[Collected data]
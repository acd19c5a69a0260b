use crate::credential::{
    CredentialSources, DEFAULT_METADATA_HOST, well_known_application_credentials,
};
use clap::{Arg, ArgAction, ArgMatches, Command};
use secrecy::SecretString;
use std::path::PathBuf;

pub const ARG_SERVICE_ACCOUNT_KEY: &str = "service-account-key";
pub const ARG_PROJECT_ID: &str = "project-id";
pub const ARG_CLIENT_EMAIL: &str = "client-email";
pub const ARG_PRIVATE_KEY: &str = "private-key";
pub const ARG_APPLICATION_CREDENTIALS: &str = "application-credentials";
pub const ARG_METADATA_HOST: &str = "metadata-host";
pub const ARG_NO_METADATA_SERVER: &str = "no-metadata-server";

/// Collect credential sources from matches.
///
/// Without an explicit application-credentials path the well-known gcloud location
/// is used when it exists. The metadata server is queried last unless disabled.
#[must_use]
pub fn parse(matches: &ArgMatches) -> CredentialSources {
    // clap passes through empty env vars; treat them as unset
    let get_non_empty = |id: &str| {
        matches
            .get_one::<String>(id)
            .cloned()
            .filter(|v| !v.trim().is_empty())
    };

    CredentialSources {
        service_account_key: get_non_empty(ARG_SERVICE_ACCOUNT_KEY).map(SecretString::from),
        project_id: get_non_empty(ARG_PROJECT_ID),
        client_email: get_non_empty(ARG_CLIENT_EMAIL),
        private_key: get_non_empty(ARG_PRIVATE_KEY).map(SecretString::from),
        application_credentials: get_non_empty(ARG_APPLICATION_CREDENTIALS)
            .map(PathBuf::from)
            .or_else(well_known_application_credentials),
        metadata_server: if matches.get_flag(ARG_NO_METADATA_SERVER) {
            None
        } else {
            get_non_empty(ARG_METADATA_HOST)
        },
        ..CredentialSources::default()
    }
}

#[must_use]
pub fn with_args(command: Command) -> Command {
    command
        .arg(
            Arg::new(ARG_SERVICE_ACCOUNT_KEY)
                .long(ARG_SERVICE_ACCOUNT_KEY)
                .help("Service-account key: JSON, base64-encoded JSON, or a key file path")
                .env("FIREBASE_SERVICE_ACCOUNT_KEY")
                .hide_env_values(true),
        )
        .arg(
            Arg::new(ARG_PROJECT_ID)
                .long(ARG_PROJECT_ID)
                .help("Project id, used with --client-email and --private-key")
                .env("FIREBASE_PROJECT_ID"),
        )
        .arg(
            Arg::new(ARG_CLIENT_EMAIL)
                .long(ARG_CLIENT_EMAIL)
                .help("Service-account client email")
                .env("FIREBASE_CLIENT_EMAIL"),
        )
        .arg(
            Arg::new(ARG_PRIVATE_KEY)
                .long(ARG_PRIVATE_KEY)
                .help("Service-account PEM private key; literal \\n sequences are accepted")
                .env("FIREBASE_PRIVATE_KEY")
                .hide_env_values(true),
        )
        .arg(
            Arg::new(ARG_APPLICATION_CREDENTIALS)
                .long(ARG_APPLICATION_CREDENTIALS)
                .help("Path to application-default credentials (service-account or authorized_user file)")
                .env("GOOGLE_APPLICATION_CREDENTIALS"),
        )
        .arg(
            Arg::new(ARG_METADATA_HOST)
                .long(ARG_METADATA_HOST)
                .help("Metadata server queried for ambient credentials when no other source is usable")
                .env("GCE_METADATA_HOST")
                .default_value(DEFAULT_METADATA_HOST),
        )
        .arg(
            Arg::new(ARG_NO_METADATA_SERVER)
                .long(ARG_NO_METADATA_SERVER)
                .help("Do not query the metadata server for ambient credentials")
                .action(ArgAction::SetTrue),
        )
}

Your goal — Every record shown above should be set down again exactly.

Solution to this problem —
repository acd19c5a69a0260b
use crate::credential::{
    CredentialSources, DEFAULT_METADATA_HOST, well_known_application_credentials,
};
use clap::{Arg, ArgAction, ArgMatches, Command};
use secrecy::SecretString;
use std::path::PathBuf;

pub const ARG_SERVICE_ACCOUNT_KEY: &str = "service-account-key";
pub const ARG_PROJECT_ID: &str = "project-id";
pub const ARG_CLIENT_EMAIL: &str = "client-email";
pub const ARG_PRIVATE_KEY: &str = "private-key";
pub const ARG_APPLICATION_CREDENTIALS: &str = "application-credentials";
pub const ARG_METADATA_HOST: &str = "metadata-host";
pub const ARG_NO_METADATA_SERVER: &str = "no-metadata-server";

/// Collect credential sources from matches.
///
/// Without an explicit application-credentials path the well-known gcloud location
/// is used when it exists. The metadata server is queried last unless disabled.
#[must_use]
pub fn parse(matches: &ArgMatches) -> CredentialSources {
    // clap passes through empty env vars; treat them as unset
    let get_non_empty = |id: &str| {
        matches
            .get_one::<String>(id)
            .cloned()
            .filter(|v| !v.trim().is_empty())
    };

    CredentialSources {
        service_account_key: get_non_empty(ARG_SERVICE_ACCOUNT_KEY).map(SecretString::from),
        project_id: get_non_empty(ARG_PROJECT_ID),
        client_email: get_non_empty(ARG_CLIENT_EMAIL),
        private_key: get_non_empty(ARG_PRIVATE_KEY).map(SecretString::from),
        application_credentials: get_non_empty(ARG_APPLICATION_CREDENTIALS)
            .map(PathBuf::from)
            .or_else(well_known_application_credentials),
        metadata_server: if matches.get_flag(ARG_NO_METADATA_SERVER) {
            None
        } else {
            get_non_empty(ARG_METADATA_HOST)
        },
        ..CredentialSources::default()
    }
}

#[must_use]
pub fn with_args(command: Command) -> Command {
    command
        .arg(
            Arg::new(ARG_SERVICE_ACCOUNT_KEY)
                .long(ARG_SERVICE_ACCOUNT_KEY)
                .help("Service-account key: JSON, base64-encoded JSON, or a key file path")
                .env("FIREBASE_SERVICE_ACCOUNT_KEY")
                .hide_env_values(true),
        )
        .arg(
            Arg::new(ARG_PROJECT_ID)
                .long(ARG_PROJECT_ID)
                .help("Project id, used with --client-email and --private-key")
                .env("FIREBASE_PROJECT_ID"),
        )
        .arg(
            Arg::new(ARG_CLIENT_EMAIL)
                .long(ARG_CLIENT_EMAIL)
                .help("Service-account client email")
                .env("FIREBASE_CLIENT_EMAIL"),
        )
        .arg(
            Arg::new(ARG_PRIVATE_KEY)
                .long(ARG_PRIVATE_KEY)
                .help("Service-account PEM private key; literal \\n sequences are accepted")
                .env("FIREBASE_PRIVATE_KEY")
                .hide_env_values(true),
        )
        .arg(
            Arg::new(ARG_APPLICATION_CREDENTIALS)
                .long(ARG_APPLICATION_CREDENTIALS)
                .help("Path to application-default credentials (service-account or authorized_user file)")
                .env("GOOGLE_APPLICATION_CREDENTIALS"),
        )
        .arg(
            Arg::new(ARG_METADATA_HOST)
                .long(ARG_METADATA_HOST)
                .help("Metadata server queried for ambient credentials when no other source is usable")
                .env("GCE_METADATA_HOST")
                .default_value(DEFAULT_METADATA_HOST),
        )
        .arg(
            Arg::new(ARG_NO_METADATA_SERVER)
                .long(ARG_NO_METADATA_SERVER)
                .help("Do not query the metadata server for ambient credentials")
                .action(ArgAction::SetTrue),
        )
}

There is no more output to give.